PGCIL has set itself a target of completing work for nearly Rs 1.2 lakh crore worth over the next four years. The projects already in the pipeline include unfinished parts of 11 high-capacity corridors across the country, along with two phases of the green corridor.
The Centre is likely to kick-off its asset recycling plans with the Rs 16,600-crore state-owned transmission major Power Grid Corporation of India Ltd. The concept is being pushed by the finance ministry to kickstart the investment cycle by getting state-owned companies to exit operational ventures and leverage the funds to set up new units.
PGCIL, which has stakes in close to a dozen joint venture projects and special purpose vehicles set up in partnership with state-owned utilities and private players for executing transmission lines, could be asked to exit and monetise its transmission lines and tower assets in venture that have been set up and where a revenue stream in already in place. Of these, at least five JVs where PGCIL has an equity stake, are operational.
The move to push the public sector to step up investments comes at a time when attempts to rekindle the private sector’s investment appetite have largely failed to yield results. The PGCIL proposal, which has been forwarded by finance ministry and is under consideration in the power ministry, aims to cut the utility’s debt and channel the freed up capital to set up new transmission projects.

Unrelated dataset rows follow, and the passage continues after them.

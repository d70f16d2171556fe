//! The file-upload state machine.
//!
//! `M28 <path>` switches a channel from dispatching commands to streaming
//! them into a file; `M29` switches it back. In between, every token is
//! appended to the destination with a trailing newline and acknowledged
//! like a normal command, so the sender needs no special flow control for
//! uploads.
//!
//! Failure handling follows the wire protocol rather than the file system:
//! once a write fails, the destination handle is dropped but the channel
//! *stays* in upload mode, silently discarding (and still acknowledging)
//! further tokens until `M29` arrives, since the sender has already queued
//! the rest of the file and cannot be stopped mid-stream.
//!
//! A live session exists only in the `Uploading` state; `Idle` is the
//! absence of a session on the owning dispatcher.

use std::fs::{File, OpenOptions};
use std::io::Write;
use std::path::{Path, PathBuf};

use tracing::{info, warn};

/// Acknowledgment for a completed upload.
pub const DONE_SAVING: &str = "Done saving file.\r\n";

/// Response for a failed mid-upload write.
pub const WRITE_ERROR: &str = "Error:error writing to file.\r\n";

/// Response for a successfully opened destination.
pub fn writing_to(path: &Path) -> String {
    format!("Writing to file: {}\r\n", path.display())
}

/// Response for a destination that could not be opened.
pub fn open_failed(path: &Path) -> String {
    format!("open failed, File: {}.\r\n", path.display())
}

/// Outcome of feeding one token to the session.
#[derive(Debug, Clone, Copy, PartialEq, Eq)]
pub enum WriteOutcome {
    /// Token written to the destination.
    Written,
    /// Session is degraded; token silently discarded.
    Discarded,
    /// The write failed just now; the session is degraded from here on.
    Failed,
}

/// An active upload: destination handle plus the refresh counter.
///
/// The counter lives on the session record, so concurrent channels each
/// refresh their own destination independently.
pub struct UploadSession {
    path: PathBuf,
    /// `None` once the session has degraded after a write failure.
    file: Option<File>,
    written_since_reopen: usize,
    reopen_threshold: usize,
}

impl UploadSession {
    /// Opens `path` for writing and starts a session.
    ///
    /// # Errors
    ///
    /// Returns the underlying I/O error when the destination cannot be
    /// created; the caller reports it to the sender and stays idle.
    pub fn begin(path: PathBuf, reopen_threshold: usize) -> Result<Self, std::io::Error> {
        let file = File::create(&path)?;
        info!(path = %path.display(), "upload started");
        Ok(Self {
            path,
            file: Some(file),
            written_since_reopen: 0,
            reopen_threshold,
        })
    }

    /// The upload destination.
    pub fn path(&self) -> &Path {
        &self.path
    }

    /// Whether a write failure has already been reported for this session.
    pub fn is_degraded(&self) -> bool {
        self.file.is_none()
    }

    /// Appends `token` plus a newline to the destination.
    pub fn write_token(&mut self, token: &str) -> WriteOutcome {
        let Some(file) = self.file.as_mut() else {
            return WriteOutcome::Discarded;
        };

        let result = file
            .write_all(token.as_bytes())
            .and_then(|()| file.write_all(b"\n"));
        if let Err(e) = result {
            warn!(path = %self.path.display(), "upload write failed: {e}");
            self.file = None;
            return WriteOutcome::Failed;
        }

        self.written_since_reopen += token.len() + 1;
        if self.written_since_reopen > self.reopen_threshold {
            self.refresh_handle();
        }
        WriteOutcome::Written
    }

    /// Closes the destination and ends the session.
    ///
    /// Returns the destination path for the completion log line.
    pub fn finish(self) -> PathBuf {
        info!(path = %self.path.display(), "upload finished");
        self.path
    }

    /// Closes and reopens the destination in append mode.
    ///
    /// Works around buffered-write corruption observed on some embedded
    /// platforms once a threshold of payload has passed through one handle.
    /// The reopened handle continues at the end of the file, so the
    /// destination bytes are identical whether or not a refresh happened.
    fn refresh_handle(&mut self) {
        self.file = None;
        self.written_since_reopen = 0;
        match OpenOptions::new().append(true).open(&self.path) {
            Ok(file) => self.file = Some(file),
            Err(e) => {
                // Degraded from here on, same as a failed write.
                warn!(path = %self.path.display(), "handle refresh failed: {e}");
            }
        }
    }
}
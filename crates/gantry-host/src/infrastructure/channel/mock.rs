//! Mock line source for unit testing.
//!
//! Allows tests to inject synthetic [`ConsoleLine`]s without a terminal or
//! serial bridge attached.

use std::sync::{
    mpsc::{self, Sender},
    Arc, Mutex,
};

use gantry_core::OutputSink;

use super::{ChannelError, ConsoleLine, LineSource};

/// A mock implementation of [`LineSource`] that allows tests to inject
/// lines.
pub struct MockLineSource {
    sink: Arc<dyn OutputSink>,
    sender: Mutex<Option<Sender<ConsoleLine>>>,
}

impl MockLineSource {
    /// Creates a mock source whose injected lines respond through `sink`.
    pub fn new(sink: Arc<dyn OutputSink>) -> Self {
        Self {
            sink,
            sender: Mutex::new(None),
        }
    }

    /// Injects a raw line, as if received from the transport.
    ///
    /// Panics if `start()` has not been called or if `stop()` has been
    /// called.
    pub fn inject_line(&self, text: &str) {
        let guard = self.sender.lock().expect("lock poisoned");
        match guard.as_ref() {
            Some(sender) => sender
                .send(ConsoleLine {
                    text: text.to_string(),
                    sink: Arc::clone(&self.sink),
                })
                .expect("receiver has been dropped; call start() first"),
            None => panic!("MockLineSource::inject_line called before start()"),
        }
    }
}

impl LineSource for MockLineSource {
    fn start(&self) -> Result<mpsc::Receiver<ConsoleLine>, ChannelError> {
        let (tx, rx) = mpsc::channel();
        *self.sender.lock().expect("lock poisoned") = Some(tx);
        Ok(rx)
    }

    fn stop(&self) {
        // Drop the sender to close the channel.
        *self.sender.lock().expect("lock poisoned") = None;
    }
}

#[cfg(test)]
mod tests {
    use super::*;
    use crate::infrastructure::stream::BufferSink;

    #[test]
    fn test_mock_source_delivers_injected_lines_in_order() {
        // Arrange
        let sink = Arc::new(BufferSink::new());
        let source = MockLineSource::new(sink);
        let rx = source.start().expect("start should succeed");

        // Act
        source.inject_line("G28");
        source.inject_line("G1 X10");

        // Assert
        assert_eq!(rx.recv().expect("line").text, "G28");
        assert_eq!(rx.recv().expect("line").text, "G1 X10");
    }

    #[test]
    fn test_mock_source_stop_closes_channel() {
        // Arrange
        let sink = Arc::new(BufferSink::new());
        let source = MockLineSource::new(sink);
        let rx = source.start().expect("start should succeed");

        // Act
        source.stop();

        // Assert – channel should be disconnected
        assert!(rx.recv().is_err(), "channel should be closed after stop()");
    }

    #[test]
    fn test_injected_lines_share_the_source_sink() {
        // Arrange
        let sink = Arc::new(BufferSink::new());
        let source = MockLineSource::new(Arc::clone(&sink) as Arc<dyn OutputSink>);
        let rx = source.start().expect("start should succeed");

        // Act
        source.inject_line("M105");
        let line = rx.recv().expect("line");
        line.sink.write("ok\r\n").expect("write");

        // Assert
        assert_eq!(sink.contents(), "ok\r\n");
    }
}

Till December 2015, PGCIL’s projects that were under various stages of implementation cumulatively added up to an aggregate cost of nearly Rs 90,000 crore. Additionally, there are projects worth Rs 30,000 crore that the company is in the process of tendering out. PGCIL has set itself a target of completing work for nearly Rs 1.2 lakh crore worth over the next four years. The projects already in the pipeline include unfinished parts of 11 high-capacity corridors across the country, along with two phases of the green corridor.
Sources in the government said PGCIL is in the process of appointing a domestic consultant to draw a roadmap for monetising or selling its transmission assets. Finance minister Arun Jaitley had in the Budget for 2016-17 announced government’s intention of PSUs pursuing asset recycling plans as part of the broader agenda of disinvestment.
Incidentally, the Comptroller and Auditor General had, in a report last year, found the PGCIL had “incorrectly evaluated” and awarded seven transmission tower contracts worth Rs 927.69 crore to financially weak joint venture companies between February 2010 and July 2010.
The CAG in its report on Central companies laid in the Lok Sabha last year had found that the incorrect award of the contracts led to cost overruns, delay in completion of works and transmission constraints.
The awards were made to three joint venture companies led by SPIC-SMO, a division of Southern Petrochemical Industries Corporation. The contracts were for strengthening scheme for Sasan and Munda ultra mega power projects as well as strengthening the Central part of the Northern Grid.
“The fact remains that the Board (of PGCIL) decision was based on favourable recommendations of the assessment committee which downplayed the actual financial condition of SPIC and did not report crucial information about impeding sale of SPIC-SMO,” the report had stated.
The assessment committee comprised representatives from finance, engineering and contract services department of PGCIL.